A person exerts a tangential force of 34.8 N on the rim of a disk-shaped merry-go-round of radius 2.60 m and mass 152 kg. If the merry-go-round starts at rest, what is its angular speed after the person has rotated it through an angle of 30.4°?
(in rad/s)
To find the angular speed of the merry-go-round, we can use the conservation of angular momentum. The equation for angular momentum is:
L = Iω
where L is the angular momentum, I is the moment of inertia, and ω is the angular speed.
First, we need to find the moment of inertia of the merry-go-round. The moment of inertia for a disk-shaped object rotating about its axis is given by:
I = 0.5MR^2
where M is the mass of the merry-go-round, and R is the radius.
Plugging in the given values:
M = 152 kg
R = 2.60 m
I = 0.5 * 152 kg * (2.60 m)^2
Next, we can calculate the change in angular momentum (∆L).
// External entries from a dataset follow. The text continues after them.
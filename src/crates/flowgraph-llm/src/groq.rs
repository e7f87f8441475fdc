//! Groq chat-completions client.
//!
//! Groq exposes an OpenAI-compatible endpoint, so this client reuses the
//! OpenAI wire protocol with Groq's base URL and `GROQ_API_KEY`.

use async_trait::async_trait;
use reqwest::Client;
use std::sync::Arc;

use flowgraph_core::error::Result as GraphResult;
use flowgraph_core::{ChatModel, ChatRequest, ChatResponse};

use crate::config::RemoteLlmConfig;
use crate::error::LlmError;
use crate::openai::OpenAiClient;
use crate::rate_limit::RateLimiter;

pub const GROQ_BASE_URL: &str = "https://api.groq.com/openai/v1";

/// Groq API client.
#[derive(Clone)]
pub struct GroqClient {
    config: RemoteLlmConfig,
    client: Client,
    rate_limiter: Option<Arc<RateLimiter>>,
}

impl GroqClient {
    /// Create a client with the given configuration.
    pub fn new(config: RemoteLlmConfig) -> crate::error::Result<Self> {
        let client = Client::builder()
            .timeout(config.timeout)
            .build()
            .map_err(LlmError::Http)?;
        Ok(Self {
            config,
            client,
            rate_limiter: None,
        })
    }

    /// Read `GROQ_API_KEY` and build a client for the given model.
    pub fn from_env(model: impl Into<String>) -> crate::error::Result<Self> {
        let config = RemoteLlmConfig::from_env("GROQ_API_KEY", GROQ_BASE_URL, model)?;
        Self::new(config)
    }

    /// Gate provider calls through `limiter`.
    pub fn with_rate_limiter(mut self, limiter: Arc<RateLimiter>) -> Self {
        self.rate_limiter = Some(limiter);
        self
    }
}

#[async_trait]
impl ChatModel for GroqClient {
    async fn chat(&self, request: ChatRequest) -> GraphResult<ChatResponse> {
        if let Some(limiter) = &self.rate_limiter {
            limiter.acquire().await;
        }
        let response = OpenAiClient::chat_completions(&self.client, &self.config, &request).await?;
        Ok(response)
    }
}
It is given by:
∆L = F * ∆t
where F is the tangential force and ∆t is the time interval.
Plugging in the given value:
F = 34.8 N
To calculate ∆t, we need to use the equation relating angle θ, time ∆t, and angular speed ω:
θ = ω * ∆t
Rearranging the equation, we get:
∆t = θ / ω
Plugging in the given value:
θ = 30.4° = 0.532 rad
∆t = 0.532 rad / ω
Now, let's substitute the values into the equation for ∆L:
∆L = F * (θ / ω)
We know that angular momentum is conserved, so:
∆L = I * ω - I * 0
Simplifying the equation, we have:
F * (θ / ω) = I * ω
Now, let's solve for ω:
F * θ = I * ω^2
ω = √((F * θ) / I)
Plugging in the values:
ω = √((34.8 N * 0.532 rad) / (0.5 * 152 kg * (2.60 m)^2))
Calculating this expression, we get the angular speed (ω) in rad/s.